*Task description:* From the records below, copy each line in which the string "RequestContext" occurs.

▼▼▼

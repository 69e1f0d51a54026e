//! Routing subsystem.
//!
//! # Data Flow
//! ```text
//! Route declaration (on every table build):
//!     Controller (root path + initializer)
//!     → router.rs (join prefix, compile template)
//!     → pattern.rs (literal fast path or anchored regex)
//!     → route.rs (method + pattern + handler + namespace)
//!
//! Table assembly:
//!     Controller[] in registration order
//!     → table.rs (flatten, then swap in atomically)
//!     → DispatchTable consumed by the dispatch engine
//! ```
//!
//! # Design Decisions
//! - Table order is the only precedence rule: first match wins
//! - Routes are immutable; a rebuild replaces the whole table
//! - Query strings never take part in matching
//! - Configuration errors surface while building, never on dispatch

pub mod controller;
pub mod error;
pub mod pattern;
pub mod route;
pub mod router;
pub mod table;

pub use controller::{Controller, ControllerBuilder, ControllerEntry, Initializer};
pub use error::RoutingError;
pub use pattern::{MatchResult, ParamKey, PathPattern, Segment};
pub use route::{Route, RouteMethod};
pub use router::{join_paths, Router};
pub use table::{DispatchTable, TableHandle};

▲▲▲
▼▼▼

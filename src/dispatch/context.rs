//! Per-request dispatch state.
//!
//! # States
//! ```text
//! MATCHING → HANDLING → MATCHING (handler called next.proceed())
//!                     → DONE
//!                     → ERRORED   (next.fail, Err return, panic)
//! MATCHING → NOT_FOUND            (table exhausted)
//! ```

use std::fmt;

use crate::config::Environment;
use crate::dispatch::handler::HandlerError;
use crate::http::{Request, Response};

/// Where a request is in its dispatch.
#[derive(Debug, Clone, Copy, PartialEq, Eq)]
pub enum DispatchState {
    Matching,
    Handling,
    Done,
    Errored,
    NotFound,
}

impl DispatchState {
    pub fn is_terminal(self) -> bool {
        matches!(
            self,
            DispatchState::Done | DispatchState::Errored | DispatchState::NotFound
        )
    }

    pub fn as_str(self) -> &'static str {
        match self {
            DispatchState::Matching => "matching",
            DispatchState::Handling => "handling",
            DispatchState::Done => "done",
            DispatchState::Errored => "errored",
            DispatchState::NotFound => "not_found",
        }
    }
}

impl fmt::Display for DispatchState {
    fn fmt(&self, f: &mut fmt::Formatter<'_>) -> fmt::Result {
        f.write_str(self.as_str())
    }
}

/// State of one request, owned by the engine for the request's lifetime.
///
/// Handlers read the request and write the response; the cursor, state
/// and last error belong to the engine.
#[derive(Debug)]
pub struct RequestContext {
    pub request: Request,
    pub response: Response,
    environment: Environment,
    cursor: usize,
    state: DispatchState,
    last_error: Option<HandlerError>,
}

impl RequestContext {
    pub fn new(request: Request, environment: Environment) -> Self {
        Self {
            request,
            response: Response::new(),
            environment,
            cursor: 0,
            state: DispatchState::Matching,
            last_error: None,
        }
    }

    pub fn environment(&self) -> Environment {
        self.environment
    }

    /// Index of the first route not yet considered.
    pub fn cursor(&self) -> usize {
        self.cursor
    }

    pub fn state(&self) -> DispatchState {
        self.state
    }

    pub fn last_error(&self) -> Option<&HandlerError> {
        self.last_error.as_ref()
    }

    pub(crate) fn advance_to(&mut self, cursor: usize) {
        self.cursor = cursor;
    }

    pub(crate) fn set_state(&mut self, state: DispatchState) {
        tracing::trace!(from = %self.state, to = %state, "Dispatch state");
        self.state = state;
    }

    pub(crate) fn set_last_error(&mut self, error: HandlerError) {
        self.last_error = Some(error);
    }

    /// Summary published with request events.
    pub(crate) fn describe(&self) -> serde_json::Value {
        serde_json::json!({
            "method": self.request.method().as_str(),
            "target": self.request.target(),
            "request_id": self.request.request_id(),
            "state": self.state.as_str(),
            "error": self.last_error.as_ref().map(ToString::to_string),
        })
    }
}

▲▲▲
▼▼▼

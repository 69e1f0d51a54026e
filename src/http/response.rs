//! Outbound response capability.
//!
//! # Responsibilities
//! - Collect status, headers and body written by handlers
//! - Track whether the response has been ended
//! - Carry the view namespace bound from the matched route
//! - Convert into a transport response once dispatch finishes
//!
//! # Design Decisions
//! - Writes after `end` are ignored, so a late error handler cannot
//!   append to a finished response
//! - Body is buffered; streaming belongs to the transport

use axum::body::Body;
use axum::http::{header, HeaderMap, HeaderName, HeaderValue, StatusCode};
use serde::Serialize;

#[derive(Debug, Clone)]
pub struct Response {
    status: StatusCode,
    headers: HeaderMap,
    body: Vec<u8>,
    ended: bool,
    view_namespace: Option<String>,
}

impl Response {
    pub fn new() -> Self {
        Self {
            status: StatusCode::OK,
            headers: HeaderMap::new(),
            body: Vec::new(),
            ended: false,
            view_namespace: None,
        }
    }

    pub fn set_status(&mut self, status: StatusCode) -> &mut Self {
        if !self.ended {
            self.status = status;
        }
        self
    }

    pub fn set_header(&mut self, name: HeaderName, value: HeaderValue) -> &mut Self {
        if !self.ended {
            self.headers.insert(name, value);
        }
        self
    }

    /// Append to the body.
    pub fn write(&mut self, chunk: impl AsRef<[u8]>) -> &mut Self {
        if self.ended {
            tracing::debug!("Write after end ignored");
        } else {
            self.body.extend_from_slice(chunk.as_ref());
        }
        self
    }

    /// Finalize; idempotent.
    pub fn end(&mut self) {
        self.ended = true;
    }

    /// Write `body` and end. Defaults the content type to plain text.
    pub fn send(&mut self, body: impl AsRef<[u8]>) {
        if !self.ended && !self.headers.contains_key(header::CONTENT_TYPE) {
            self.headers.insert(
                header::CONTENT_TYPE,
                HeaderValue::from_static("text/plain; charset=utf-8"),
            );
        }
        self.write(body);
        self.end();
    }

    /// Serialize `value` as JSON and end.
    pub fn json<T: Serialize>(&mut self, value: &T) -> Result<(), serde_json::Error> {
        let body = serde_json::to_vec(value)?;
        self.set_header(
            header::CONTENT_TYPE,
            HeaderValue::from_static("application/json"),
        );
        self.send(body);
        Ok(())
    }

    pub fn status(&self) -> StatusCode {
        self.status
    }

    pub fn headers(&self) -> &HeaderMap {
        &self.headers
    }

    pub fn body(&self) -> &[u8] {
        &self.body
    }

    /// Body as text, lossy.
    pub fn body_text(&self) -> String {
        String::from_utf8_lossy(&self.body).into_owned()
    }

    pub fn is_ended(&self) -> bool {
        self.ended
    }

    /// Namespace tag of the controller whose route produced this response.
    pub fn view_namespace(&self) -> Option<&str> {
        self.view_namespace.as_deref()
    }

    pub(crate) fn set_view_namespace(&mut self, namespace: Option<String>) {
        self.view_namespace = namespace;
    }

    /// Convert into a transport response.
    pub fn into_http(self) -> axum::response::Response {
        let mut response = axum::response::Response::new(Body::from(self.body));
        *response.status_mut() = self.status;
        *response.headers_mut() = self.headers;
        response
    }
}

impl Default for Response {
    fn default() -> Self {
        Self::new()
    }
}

▲▲▲

*Answer for the task:*
pub struct RequestContext {
impl RequestContext {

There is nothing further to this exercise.